Mumsnet has not checked the qualifications of anyone posting here. If you need help urgently or expert advice, please see our domestic violence webguide and/or relationships webguide. Many Mumsnetters experiencing domestic abuse have found this thread helpful: Listen up, everybody

No sex drive- please help my relationship

6 replies

woolieapple · 02/09/2023 12:37

Hello, I have name changed for this but ongoing poster.

I'm mid thirties; have an 11 year old from previous and a 2 year old with my partner.

Beginning of our relationship the sex was amazing- as usual! It was great and we both enjoyed similar things etc.

Pregnancy came and we had sex twice because I was worried about preterm labour (son was born 13 weeks early and I was very high risk). Daughter came 7 weeks early in the end.

Then of course baby came.

We went through a period of having sex again but nothing like pre baby. And now it's basically non existent.

Partner is now watching porn to 'help' himself. Have seen it when on iPad. I never used to be that bothered about porn and we have had conversations about it in the past where I said as long as it doesn't hurt our sex life and what he was watching wasn't illegal etc! Which I don't ever think he would anyway. From what I've seen it's your very typical porno.

But I then feel I am to blame because I'm not feeling sexual at all! It's like every ounce of that has left my body. I don't want to do anything. I am tired, still breastfeeding my toddler and I'm just shattered from no sleep etc. so when it comes to it I just don't want it.

My partner seems to have ramped up the porn and I have seen this week he's watched it nearly every morning and night to obviously masturbate. Seems excessive to me. But then it puts me off wanting to have sex with him even more?? I don't feel attractive enough or maybe it's a confidence thing.

I recently have lost a lot of weight. From 11st to 7st. Safe bmi etc I'm just very short. I thought losing weight would help me but it hasn't.

I really want my oomph back. What can I do? Is it lost forever? Do I tell me partner I know how much he's watching porn and how it's bothering me? The iPad is his but he lets me use it as he never does; it's connected to his iCloud hence how I have seen his history! Makes me feel bad that I even looked.

I just want to have a healthy sex life back but to get it back I need to actually want it.

Would dating help? Toddler is with us 24/7. Co sleeping too. Maybe time to put her in her room so partner and I are back in again alone.

Partner and I also have had two almighty fall outs recently about other things and I think that's not helped me either.
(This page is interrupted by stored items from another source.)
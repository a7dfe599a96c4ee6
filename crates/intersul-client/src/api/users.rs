//! Users API (admin).

use intersul_types::{EntityId, RegisterRequest, UpdateUserRequest, User, UserQuery, UserStats};

use crate::client::ApiClient;
use crate::error::Result;

/// Users API client.
pub struct UsersApi {
    client: ApiClient,
}

impl UsersApi {
    pub(crate) fn new(client: ApiClient) -> Self {
        Self { client }
    }

    pub async fn list(&self, query: &UserQuery) -> Result<Vec<User>> {
        self.client.get_with_query("users", query).await
    }

    pub async fn get(&self, id: EntityId) -> Result<User> {
        self.client.get(&format!("users/{}", id)).await
    }

    pub async fn create(&self, request: &RegisterRequest) -> Result<User> {
        self.client.post("users", request).await
    }

    pub async fn update(&self, id: EntityId, request: &UpdateUserRequest) -> Result<User> {
        self.client.patch(&format!("users/{}", id), request).await
    }

    pub async fn delete(&self, id: EntityId) -> Result<()> {
        self.client.delete(&format!("users/{}", id)).await
    }

    /// Flip the user's active flag; returns the updated user.
    pub async fn toggle_active(&self, id: EntityId) -> Result<User> {
        self.client
            .patch_empty(&format!("users/{}/toggle-active", id))
            .await
    }

    pub async fn stats(&self) -> Result<UserStats> {
        self.client.get("users/stats").await
    }
}
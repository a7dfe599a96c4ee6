//! Light/dark theme preference.

use std::fmt;
use std::str::FromStr;
use std::sync::Arc;
use std::sync::atomic::{AtomicBool, Ordering};

use serde::{Deserialize, Serialize};
use tokio::sync::watch;
use tracing::debug;

use crate::error::Result;
use crate::storage::{Storage, THEME_KEY};

/// The user's preference.
#[derive(Debug, Clone, Copy, Default, PartialEq, Eq, Serialize, Deserialize)]
#[serde(rename_all = "lowercase")]
pub enum Theme {
    Light,
    Dark,
    /// Follow the system appearance.
    #[default]
    System,
}

impl Theme {
    pub fn as_str(&self) -> &'static str {
        match self {
            Theme::Light => "light",
            Theme::Dark => "dark",
            Theme::System => "system",
        }
    }
}

impl fmt::Display for Theme {
    fn fmt(&self, f: &mut fmt::Formatter<'_>) -> fmt::Result {
        f.write_str(self.as_str())
    }
}

impl FromStr for Theme {
    type Err = String;

    fn from_str(s: &str) -> std::result::Result<Self, Self::Err> {
        match s.to_ascii_lowercase().as_str() {
            "light" => Ok(Theme::Light),
            "dark" => Ok(Theme::Dark),
            "system" => Ok(Theme::System),
            other => Err(format!("unknown theme '{}'", other)),
        }
    }
}

/// The appearance actually in effect.
#[derive(Debug, Clone, Copy, PartialEq, Eq, Serialize, Deserialize)]
#[serde(rename_all = "lowercase")]
pub enum ResolvedTheme {
    Light,
    Dark,
}

impl ResolvedTheme {
    pub fn as_theme(self) -> Theme {
        match self {
            ResolvedTheme::Light => Theme::Light,
            ResolvedTheme::Dark => Theme::Dark,
        }
    }

    pub fn opposite(self) -> Self {
        match self {
            ResolvedTheme::Light => ResolvedTheme::Dark,
            ResolvedTheme::Dark => ResolvedTheme::Light,
        }
    }
}

impl fmt::Display for ResolvedTheme {
    fn fmt(&self, f: &mut fmt::Formatter<'_>) -> fmt::Result {
        fmt::Display::fmt(&self.as_theme(), f)
    }
}

/// Source of the system's light/dark preference.
pub trait SystemAppearance: Send + Sync {
    fn prefers_dark(&self) -> bool;
}

/// An appearance set by hand, e.g. from a flag or in tests.
#[derive(Debug, Default)]
pub struct StaticAppearance {
    dark: AtomicBool,
}

impl StaticAppearance {
    pub fn new(dark: bool) -> Self {
        Self {
            dark: AtomicBool::new(dark),
        }
    }

    pub fn set_dark(&self, dark: bool) {
        self.dark.store(dark, Ordering::SeqCst);
    }
}

impl SystemAppearance for StaticAppearance {
    fn prefers_dark(&self) -> bool {
        self.dark.load(Ordering::SeqCst)
    }
}

/// Preference plus the theme it resolves to.
#[derive(Debug, Clone, Copy, PartialEq, Eq, Serialize)]
pub struct ThemeState {
    pub theme: Theme,
    pub resolved: ResolvedTheme,
}

impl ThemeState {
    pub fn is_dark(&self) -> bool {
        self.resolved == ResolvedTheme::Dark
    }
}

/// Owner of the theme preference.
pub struct ThemeStore {
    storage: Arc<dyn Storage>,
    appearance: Arc<dyn SystemAppearance>,
    tx: watch::Sender<ThemeState>,
}

impl fmt::Debug for ThemeStore {
    fn fmt(&self, f: &mut fmt::Formatter<'_>) -> fmt::Result {
        f.debug_struct("ThemeStore")
            .field("state", &*self.tx.borrow())
            .finish_non_exhaustive()
    }
}

impl ThemeStore {
    pub fn new(storage: Arc<dyn Storage>, appearance: Arc<dyn SystemAppearance>) -> Self {
        let (tx, _) = watch::channel(ThemeState {
            theme: Theme::System,
            resolved: ResolvedTheme::Light,
        });
        Self {
            storage,
            appearance,
            tx,
        }
    }

    /// Load the stored preference. Missing or unknown values mean `System`.
    pub fn init(&self) -> ThemeState {
        let theme = self
            .storage
            .get(THEME_KEY)
            .and_then(|raw| raw.parse().ok())
            .unwrap_or_default();
        self.publish(theme)
    }

    /// Persist and apply a preference.
    pub fn set_theme(&self, theme: Theme) -> Result<ThemeState> {
        self.storage.set(THEME_KEY, theme.as_str())?;
        Ok(self.publish(theme))
    }

    /// Switch to the opposite of what is currently shown.
    ///
    /// The result is always an explicit light or dark preference.
    pub fn toggle(&self) -> Result<ThemeState> {
        let next = self.state().resolved.opposite().as_theme();
        self.set_theme(next)
    }

    /// Re-resolve after the system appearance changed.
    ///
    /// Only a `System` preference follows the change.
    pub fn system_changed(&self) -> ThemeState {
        let state = self.state();
        if state.theme != Theme::System {
            return state;
        }
        self.publish(Theme::System)
    }

    pub fn state(&self) -> ThemeState {
        *self.tx.borrow()
    }

    pub fn subscribe(&self) -> watch::Receiver<ThemeState> {
        self.tx.subscribe()
    }

    fn resolve(&self, theme: Theme) -> ResolvedTheme {
        match theme {
            Theme::Light => ResolvedTheme::Light,
            Theme::Dark => ResolvedTheme::Dark,
            Theme::System if self.appearance.prefers_dark() => ResolvedTheme::Dark,
            Theme::System => ResolvedTheme::Light,
        }
    }

    fn publish(&self, theme: Theme) -> ThemeState {
        let state = ThemeState {
            theme,
            resolved: self.resolve(theme),
        };
        self.tx.send_if_modified(|current| {
            let changed = *current != state;
            *current = state;
            changed
        });
        debug!(theme = %state.theme, resolved = %state.resolved, "Theme applied");
        state
    }
}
I feel a bit pushed away.

I still love him and find him attractive so it's not that either!

Not left toddler over night yet but maybe we need to get away for a night just me and him? Even if local for some drinks and hotel getaway.

Any ideas are very much welcome thank you!

OP posts:
category12 · 02/09/2023 13:20

Perfectly normal not to feel like sex when you're exhausted, breast-feeding and co-sleeping. Is he doing much of the night-wakings?

PimpMyFridge · 02/09/2023 13:28

This isn't just a you problem.
It takes two to light a fire.
Very natural for your child to drain you off vavavoom, the solution is not fit him to disengage.
When a problem arises, if the two people on either side of the coin turn towards each other for the solution it can be overcome happily.
When one or both turn away for the solution it will entrench it, sometimes a temporary external solution can buy you time before you address it properly, but ultimately in the end you need to come together and work out what the root cause is.
I had exactly this, and we drifted apart for a while, but discussed it and realised we were both feeling really disconnected. So DH upped his game so we both carried the load (as far as possible when breastfeeding is happening, but other stuff can be done), he had been slacking, he also helped me feel loved which is a massive turn on. So lots of tenderness and loving touches. We made time for the little things, eye contact etc.
That got us back on track. Your sex drive does not exist in isolation to your circumstances... He needs to recognise you're both responsible for the atmosphere and inclinations...

woolieapple · 02/09/2023 13:32

category12 · 02/09/2023 13:20

Perfectly normal not to feel like sex when you're exhausted, breast-feeding and co-sleeping. Is he doing much of the night-wakings?

No he's never done nights because the times we have tried were never successful as baby only ever fed to sleep. Tbh she still is the same now and feeds to sleep. Got myself into a bit of a pickle there.

OP posts:
woolieapple · 02/09/2023 13:33

PimpMyFridge · 02/09/2023 13:28

This isn't just a you problem.
It takes two to light a fire.
Very natural for your child to drain you off vavavoom, the solution is not fit him to disengage.
When a problem arises, if the two people on either side of the coin turn towards each other for the solution it can be overcome happily.
When one or both turn away for the solution it will entrench it, sometimes a temporary external solution can buy you time before you address it properly, but ultimately in the end you need to come together and work out what the root cause is.
I had exactly this, and we drifted apart for a while, but discussed it and realised we were both feeling really disconnected. So DH upped his game so we both carried the load (as far as possible when breastfeeding is happening, but other stuff can be done), he had been slacking, he also helped me feel loved which is a massive turn on. So lots of tenderness and loving touches. We made time for the little things, eye contact etc.
That got us back on track. Your sex drive does not exist in isolation to your circumstances... He needs to recognise you're both responsible for the atmosphere and inclinations...

Thank you.

My eldest has gone to my parents tonight so it's just us three at home. I think I'll suggest we go out and have some time together and discuss how we both are feeling.

I already know he really wants to be close to me, it's me that's pushing him away.

OP posts:
category12 · 02/09/2023 13:43

If she's two, maybe it's time to stop the feeding to sleep so you can both put her down? Be good to get her self-soothing to sleep. That way gives you more freedom & better chance of a night's sleep and he can step up a bit. Be tough for a while changing this pattern, of course.